→ Data to use

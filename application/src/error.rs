//! [`Error`]-related definitions.

use std::fmt;

use derive_more::Error as StdError;
use itertools::Itertools as _;
use juniper::IntoFieldError;
use service::infra::database;
use tracerr::{Trace, Traced};

/// Defines a new error type.
#[expect(clippy::module_name_repetitions, reason = "more readable")]
#[macro_export]
macro_rules! define_error {
    (
        enum $name:ident {
            $(
                #[code = $code:literal]
                #[status = $status_code:ident]
                #[message = $message:literal]
                $variant:ident
            ),* $(,)?
        }
    ) => {
        /// Error type.
        #[derive(
            Clone,
            Copy,
            Debug,
            ::derive_more::Display,
            ::derive_more::Error
        )]
        #[repr(u16)]
        pub enum $name {
            $(
                #[display($message)]
                #[doc = $message]
                $variant,
            )*
        }

        impl From<$name> for $crate::Error {
            fn from(err: $name) -> Self {
                match err {
                    $(
                        $name::$variant => Self {
                            code: $code,
                            status_code: ::http::StatusCode::$status_code,
                            message: $message.to_string(),
                            backtrace: None,
                        },
                    )*
                }
            }
        }
    };
}

/// GraphQL API [`Error`].
#[derive(Clone, Debug, StdError)]
pub struct Error {
    /// [`Error`] code.
    pub code: Code,

    /// [`http::StatusCode`] of this [`Error`].
    pub status_code: http::StatusCode,

    /// Backtrace of this [`Error`].
    #[error(not(backtrace))]
    pub backtrace: Option<Trace>,

    /// [`Error`] message.
    pub message: String,
}

impl Error {
    /// Create a new [`Error`] representing an internal server error.
    #[must_use]
    pub fn internal(msg: &impl ToString) -> Self {
        Self {
            code: "INTERNAL_SERVER_ERROR",
            status_code: http::StatusCode::INTERNAL_SERVER_ERROR,
            message: msg.to_string(),
            backtrace: None,
        }
    }
}

impl fmt::Display for Error {
    fn fmt(&self, f: &mut fmt::Formatter<'_>) -> fmt::Result {
        let Self {
            code,
            status_code: _,
            backtrace,
            message,
        } = self;

        write!(
            f,
            "[{code}]: {message}{}",
            backtrace
                .iter()
                .format_with("\n", |trace, f| f(&format_args!("{trace}"))),
        )
    }
}

impl<S> IntoFieldError<S> for Error
where
    S: From<String>,
{
    fn into_field_error(self) -> juniper::FieldError<S> {
        let mut ext = juniper::Object::with_capacity(1);
        drop(
            ext.add_field("code", juniper::Value::scalar(self.code.to_owned())),
        );
        drop(
            ext.add_field(
                "backtrace",
                juniper::Value::list(
                    self.backtrace
                        .iter()
                        .flat_map(|trace| trace.iter())
                        .map(|frame| juniper::Value::scalar(frame.to_string()))
                        .collect(),
                ),
            ),
        );
        juniper::FieldError::new(self.message, juniper::Value::object(ext))
    }
}

/// [`Error`] code.
pub type Code = &'static str;

/// Helper trait for converting types into [`Error`]s.
pub trait AsError {
    /// Tries to convert the type into an [`Error`].
    ///
    /// [`None`] is returned if the type cannot be converted into an [`Error`].
    fn try_as_error(&self) -> Option<Error>;

    /// Converts the type into an [`Error`].
    fn as_error(&self) -> Error
    where
        Self: fmt::Display,
    {
        self.try_as_error()
            .unwrap_or_else(|| Error::internal(&self))
    }

    /// Converts the type into an [`Error`] by consuming it.
    fn into_error(self) -> Error
    where
        Self: fmt::Display + Sized,
    {
        self.as_error()
    }
}

impl<E: AsError> AsError for Traced<E> {
    fn try_as_error(&self) -> Option<Error> {
        let mut error = self.as_ref().try_as_error()?;
        error.backtrace = Some(self.trace().clone());
        Some(error)
    }
}

impl AsError for database::Error {
    fn try_as_error(&self) -> Option<Error> {
        None
    }
}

→ Your goal
Filter the records for the word "database" and show every line that has it.

→ Solution to the exercise
use service::infra::database;
impl AsError for database::Error {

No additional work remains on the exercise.